No hubo dimisión. Fue un órdago que Adolfo Arenas perdió.
Y tampoco hubo elección del pregonero. Elegir es tener la opción de escoger entre varias opciones que se plantean en pie de igualdad. Los consejeros pudieron votar, depositar su papeleta, discutir, pero no tenían la opción de elegir. El nombre del pregonero ya venía recetado: éste. ¿Y aquel y el otro? No. También venía en la receta. En este caso se han roto las reglas del juego. En una partida de ajedrez, uno no puede decidir de manera unilateral que la torre se va a mover en diagonal por el tablero. Y si el jugador toma esa decisión deberá asumir que su compañero de juego también quiera cambiar las reglas.

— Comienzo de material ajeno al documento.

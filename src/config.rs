use std::time::Duration;

use serde::{Deserialize, Serialize};

use crate::error::SqlPoolError;
use crate::types::{ConnectionMode, DatabaseType};

pub const DEFAULT_PORT: u16 = 5432;
pub const DEFAULT_CONNECT_TIMEOUT_SECS: u64 = 10;
pub const DEFAULT_POOL_SIZE: usize = 5;
pub const DEFAULT_SQLITE_PATH: &str = "mydb.db";

/// Connection settings shared by every backend.
///
/// Network fields are used by Postgres, `path` by `SQLite`. Missing fields in a
/// deserialized document fall back to the defaults below:
/// ```rust
/// use sql_pool_access::prelude::*;
///
/// let cfg = ConnectionConfig::default();
/// assert_eq!(cfg.port, 5432);
/// assert_eq!(cfg.connect_timeout, 10);
/// assert_eq!(cfg.pool_size, 5);
/// assert_eq!(cfg.mode, ConnectionMode::Direct);
/// ```
#[derive(Debug, Clone, PartialEq, Eq, Serialize, Deserialize)]
#[serde(default)]
pub struct ConnectionConfig {
    pub host: String,
    pub port: u16,
    pub dbname: String,
    pub user: String,
    pub password: String,
    /// Seconds.
    pub connect_timeout: u64,
    pub path: String,
    pub mode: ConnectionMode,
    pub pool_size: usize,
}

impl Default for ConnectionConfig {
    fn default() -> Self {
        Self {
            host: String::new(),
            port: DEFAULT_PORT,
            dbname: String::new(),
            user: String::new(),
            password: String::new(),
            connect_timeout: DEFAULT_CONNECT_TIMEOUT_SECS,
            path: DEFAULT_SQLITE_PATH.to_string(),
            mode: ConnectionMode::Direct,
            pool_size: DEFAULT_POOL_SIZE,
        }
    }
}

impl ConnectionConfig {
    #[must_use]
    pub fn builder() -> ConnectionConfigBuilder {
        ConnectionConfigBuilder::default()
    }

    #[must_use]
    pub fn connect_timeout_duration(&self) -> Duration {
        Duration::from_secs(self.connect_timeout)
    }

    /// Identifier used to share one pool across callers targeting the same database.
    ///
    /// `SQLite` has no database name, so its file path stands in for it.
    #[must_use]
    pub fn pool_key(&self, kind: DatabaseType) -> String {
        format!("{}_{}_{}", kind, self.host, self.database_name(kind))
    }

    fn database_name(&self, kind: DatabaseType) -> &str {
        match kind {
            DatabaseType::Postgres => &self.dbname,
            DatabaseType::Sqlite => &self.path,
        }
    }

    /// Whether both configurations open connections to the same place as the same
    /// user. Pool sizing, mode and timeouts are ignored.
    #[must_use]
    pub fn same_target(&self, kind: DatabaseType, other: &ConnectionConfig) -> bool {
        match kind {
            DatabaseType::Postgres => {
                self.host == other.host
                    && self.port == other.port
                    && self.dbname == other.dbname
                    && self.user == other.user
                    && self.password == other.password
            }
            DatabaseType::Sqlite => self.path == other.path,
        }
    }

    /// libpq key/value connection string.
    #[must_use]
    pub fn to_postgres_connection_string(&self) -> String {
        format!(
            "host={} port={} dbname={} user={} password={} connect_timeout={}",
            self.host, self.port, self.dbname, self.user, self.password, self.connect_timeout
        )
    }

    #[cfg(feature = "postgres")]
    #[must_use]
    pub fn to_postgres_config(&self) -> tokio_postgres::Config {
        let mut pg = tokio_postgres::Config::new();
        pg.host(&self.host)
            .port(self.port)
            .dbname(&self.dbname)
            .connect_timeout(self.connect_timeout_duration());
        if !self.user.is_empty() {
            pg.user(&self.user);
        }
        if !self.password.is_empty() {
            pg.password(&self.password);
        }
        pg
    }

    /// Check the fields the given backend needs.
    ///
    /// # Errors
    /// Returns `SqlPoolError::ConfigError` naming the first missing or invalid field.
    pub fn validate(&self, kind: DatabaseType) -> Result<(), SqlPoolError> {
        match kind {
            DatabaseType::Postgres => {
                if self.host.is_empty() {
                    return Err(SqlPoolError::ConfigError("host is required".to_string()));
                }
                if self.dbname.is_empty() {
                    return Err(SqlPoolError::ConfigError(
                        "dbname is required".to_string(),
                    ));
                }
            }
            DatabaseType::Sqlite => {
                if self.path.is_empty() {
                    return Err(SqlPoolError::ConfigError("path is required".to_string()));
                }
            }
        }
        if self.mode == ConnectionMode::Pooled && self.pool_size == 0 {
            return Err(SqlPoolError::ConfigError(
                "pool_size must be at least 1 in pooled mode".to_string(),
            ));
        }
        Ok(())
    }
}

/// Fluent builder for [`ConnectionConfig`].
#[derive(Debug, Clone, Default)]
pub struct ConnectionConfigBuilder {
    cfg: ConnectionConfig,
}

impl ConnectionConfigBuilder {
    #[must_use]
    pub fn host(mut self, host: impl Into<String>) -> Self {
        self.cfg.host = host.into();
        self
    }

    #[must_use]
    pub fn port(mut self, port: u16) -> Self {
        self.cfg.port = port;
        self
    }

    #[must_use]
    pub fn dbname(mut self, dbname: impl Into<String>) -> Self {
        self.cfg.dbname = dbname.into();
        self
    }

    #[must_use]
    pub fn user(mut self, user: impl Into<String>) -> Self {
        self.cfg.user = user.into();
        self
    }

    #[must_use]
    pub fn password(mut self, password: impl Into<String>) -> Self {
        self.cfg.password = password.into();
        self
    }

    #[must_use]
    pub fn connect_timeout(mut self, secs: u64) -> Self {
        self.cfg.connect_timeout = secs;
        self
    }

    #[must_use]
    pub fn path(mut self, path: impl Into<String>) -> Self {
        self.cfg.path = path.into();
        self
    }

    #[must_use]
    pub fn mode(mut self, mode: ConnectionMode) -> Self {
        self.cfg.mode = mode;
        self
    }

    #[must_use]
    pub fn pooled(self, pool_size: usize) -> Self {
        self.mode(ConnectionMode::Pooled).pool_size(pool_size)
    }

    #[must_use]
    pub fn pool_size(mut self, pool_size: usize) -> Self {
        self.cfg.pool_size = pool_size;
        self
    }

    #[must_use]
    pub fn finish(self) -> ConnectionConfig {
        self.cfg
    }
}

Ha sido todo muy triste. Entendiendo el malestar del Arzobispo, hombre criado en la discreción, también hay que entender el papel de Adolfo Arenas que haciendo un equilibrio, al querer ser leal al pastor y al mismo tiempo, a la institución a la que representa, se ha caído al vacío. Los cuatro años y pico que ha gobernado el Consejo han sido importantísimos. En su día se le reconocerá. Pero su último acto no le ha salido bien. Decidió inmolarse con agua. Y el agua que se echó resultó que era gasolina.